- Fess Williams and his Royal Flush Orchestra – Fess can be seen at the front in a white suit

Background information
- Also known as: Professor or "Fess"
- Born: Stanley R. Williams April 10, 1894 Danville, Kentucky, U.S.
- Died: December 17, 1975 (aged 81) New York City, U.S.
- Genres: Jazz, swing
- Instruments: Clarinet, alto saxophone
- Years active: 1920s–1940s
- Labels: Victor, Vocalion, Gennett, Okeh, Brunswick, Champion, Harmony
- Formerly of: Fess Williams and his Royal Flush Orchestra, Fess Williams and His Joy Boys

= Fess Williams =

American jazz musician (1894–1975)

Fess Williams (born Stanley R. Williams; April 10, 1894 – December 17, 1975) was an American jazz musician.

== Early life ==
As a child Williams played several instruments. He received his formal education from N. Clark-Smith at Tuskegee University. By his late teens he had settled on clarinet, and soon afterwards formed the first of many bands he was to lead over the coming years.

== Career ==
From 1919 to 1923, he led his own band before moving to Chicago, Illinois, and joining Ollie Powers. In 1923, he formed a new group in order to back the variety act Dave and Tressie and traveled to New York with them in 1924. There he led a trio in Albany, New York, as well as a band that played at the Rosemont Ballroom.

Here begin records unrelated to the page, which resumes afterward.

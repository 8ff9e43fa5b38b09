// SPDX-License-Identifier: MPL-2.0
use iced_feedback::app::{self, Flags};
use pico_args;

fn main() -> iced::Result {
    let mut args = pico_args::Arguments::from_env();

    let flags = Flags {
        config_dir: args.opt_value_from_str("--config-dir").unwrap(),
        theme: args.opt_value_from_str("--theme").unwrap(),
    };

    app::run(flags)
}
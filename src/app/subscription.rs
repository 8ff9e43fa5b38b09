// SPDX-License-Identifier: MPL-2.0
//! Event subscriptions for the application.
//!
//! The global keyboard shortcut and the widget's timers are both modeled as
//! subscriptions: they are acquired while the app polls them and released
//! with it, so neither a key listener nor a pending timer can outlive the
//! widget.

use super::Message;
use crate::ui::feedback;
use iced::{event, Subscription};

/// Listens for raw window events and routes keyboard input to the widget.
///
/// Only events no focused widget claimed are forwarded, so typing `f` into
/// the feedback text area edits the draft instead of toggling the panel.
pub fn create_event_subscription() -> Subscription<Message> {
    event::listen_with(|event, status, window_id| {
        if let event::Event::Keyboard(..) = &event {
            match status {
                event::Status::Ignored => Some(Message::Feedback(feedback::Message::RawEvent {
                    window: window_id,
                    event,
                })),
                event::Status::Captured => None,
            }
        } else {
            None
        }
    })
}

/// Forwards the widget's own timer subscriptions (countdowns, burst frames).
pub fn create_widget_subscription(feedback: &feedback::State) -> Subscription<Message> {
    feedback.subscription().map(Message::Feedback)
}
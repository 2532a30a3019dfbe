use polydist::{
    Constant, Discrete, GenericDistribution, PiecewiseConstant, PiecewiseLinear, Triangle,
};
use rand::SeedableRng;
use rand::rngs::StdRng;

use crate::{assert_pdf, sample_mean};

#[test]
fn test_discrete_pdf_is_the_probability_table() {
    let dist = GenericDistribution::from(Discrete::new(vec![1.0, 2.0, 1.0]).unwrap());
    let expected = vec![0.25, 0.5, 0.25];
    assert_eq!(dist.pdf(&[]).values, expected);
    assert_eq!(dist.pdf(&[7.0, -3.0, 0.5, 100.0, 2.0]).values, expected);
    assert!(!dist.pdf(&[f64::NAN]).is_truncated());
}

#[test]
fn test_discrete_samples_follow_weights() {
    let dist = GenericDistribution::from(Discrete::new(vec![1.0, 2.0, 1.0]).unwrap());
    let mut rng = StdRng::seed_from_u64(1);
    let mut counts = [0u32; 3];
    for x in dist.sample_n(&mut rng, 8000) {
        counts[x as usize] += 1;
    }
    assert!((1800..2200).contains(&counts[0]), "counts {counts:?}");
    assert!((3700..4300).contains(&counts[1]), "counts {counts:?}");
    assert!((1800..2200).contains(&counts[2]), "counts {counts:?}");
}

#[test]
fn test_piecewise_constant_pdf_is_the_density_table() {
    let dist = GenericDistribution::from(
        PiecewiseConstant::new(vec![0.0, 1.0, 3.0], vec![1.0, 1.0]).unwrap(),
    );
    assert_eq!(dist.pdf(&[0.5, 1.5, 2.5, 10.0]).values, vec![0.5, 0.25]);
}

#[test]
fn test_piecewise_constant_samples() {
    let dist = GenericDistribution::from(
        PiecewiseConstant::new(vec![0.0, 1.0, 3.0], vec![1.0, 1.0]).unwrap(),
    );
    let mut rng = StdRng::seed_from_u64(2);
    let draws = dist.sample_n(&mut rng, 10_000);
    assert!(draws.iter().all(|x| (0.0..3.0).contains(x)));
    let below_one = draws.iter().filter(|&&x| x < 1.0).count();
    assert!(
        (4700..5300).contains(&below_one),
        "{below_one} of 10000 draws below 1, expected about half"
    );
}

#[test]
fn test_piecewise_linear_pdf_and_mean() {
    // density 2x on [0, 1]
    let dist =
        GenericDistribution::from(PiecewiseLinear::new(vec![0.0, 1.0], vec![0.0, 1.0]).unwrap());
    assert_eq!(dist.pdf(&[0.1, 0.2, 0.3]).values, vec![0.0, 2.0]);

    let mean = sample_mean(&dist, 3, 20_000);
    assert!((mean - 2.0 / 3.0).abs() < 0.01, "mean {mean} should be near 2/3");
}

#[test]
fn test_triangle() {
    let dist = GenericDistribution::from(Triangle::new(0.0, 1.0, 2.0).unwrap());
    assert_pdf(&dist, &[-1.0, 0.5, 1.0, 1.5, 3.0], &[0.0, 0.5, 1.0, 0.5, 0.0]);
    let mean = sample_mean(&dist, 4, 20_000);
    assert!((mean - 1.0).abs() < 0.02, "mean {mean} should be near 1");
}

#[test]
fn test_constant_pdf_repeats_value() {
    let dist = GenericDistribution::from(Constant::new(5.0));
    assert_eq!(dist.pdf(&[0.0, 100.0]).values, vec![5.0, 5.0]);
    assert!(dist.pdf(&[]).values.is_empty());
}

#[test]
fn test_constant_sample_ignores_rng() {
    let dist = GenericDistribution::from(Constant::new(5.0));
    let mut rng = StdRng::seed_from_u64(99);
    assert_eq!(dist.sample(&mut rng), 5.0);
    assert_eq!(dist.sample_n(&mut rng, 4), vec![5.0; 4]);
}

In 1926, Williams formed the Royal Flush Orchestra. The popular hot jazz outfit held residency at Harlem's Savoy Ballroom for most of its life, and recorded on the Victor, Vocalion, Gennett, Okeh, Brunswick, Champion, and Harmony labels. Williams, Frank Marvin, and Perry Smith supplied vocals. The flamboyant Williams typically performed wearing a diamond-studded white suit and top hat. During this time he recorded many of his own compositions such as "Friction", "Here 'Tis" and his highest selling record, "Hot Town".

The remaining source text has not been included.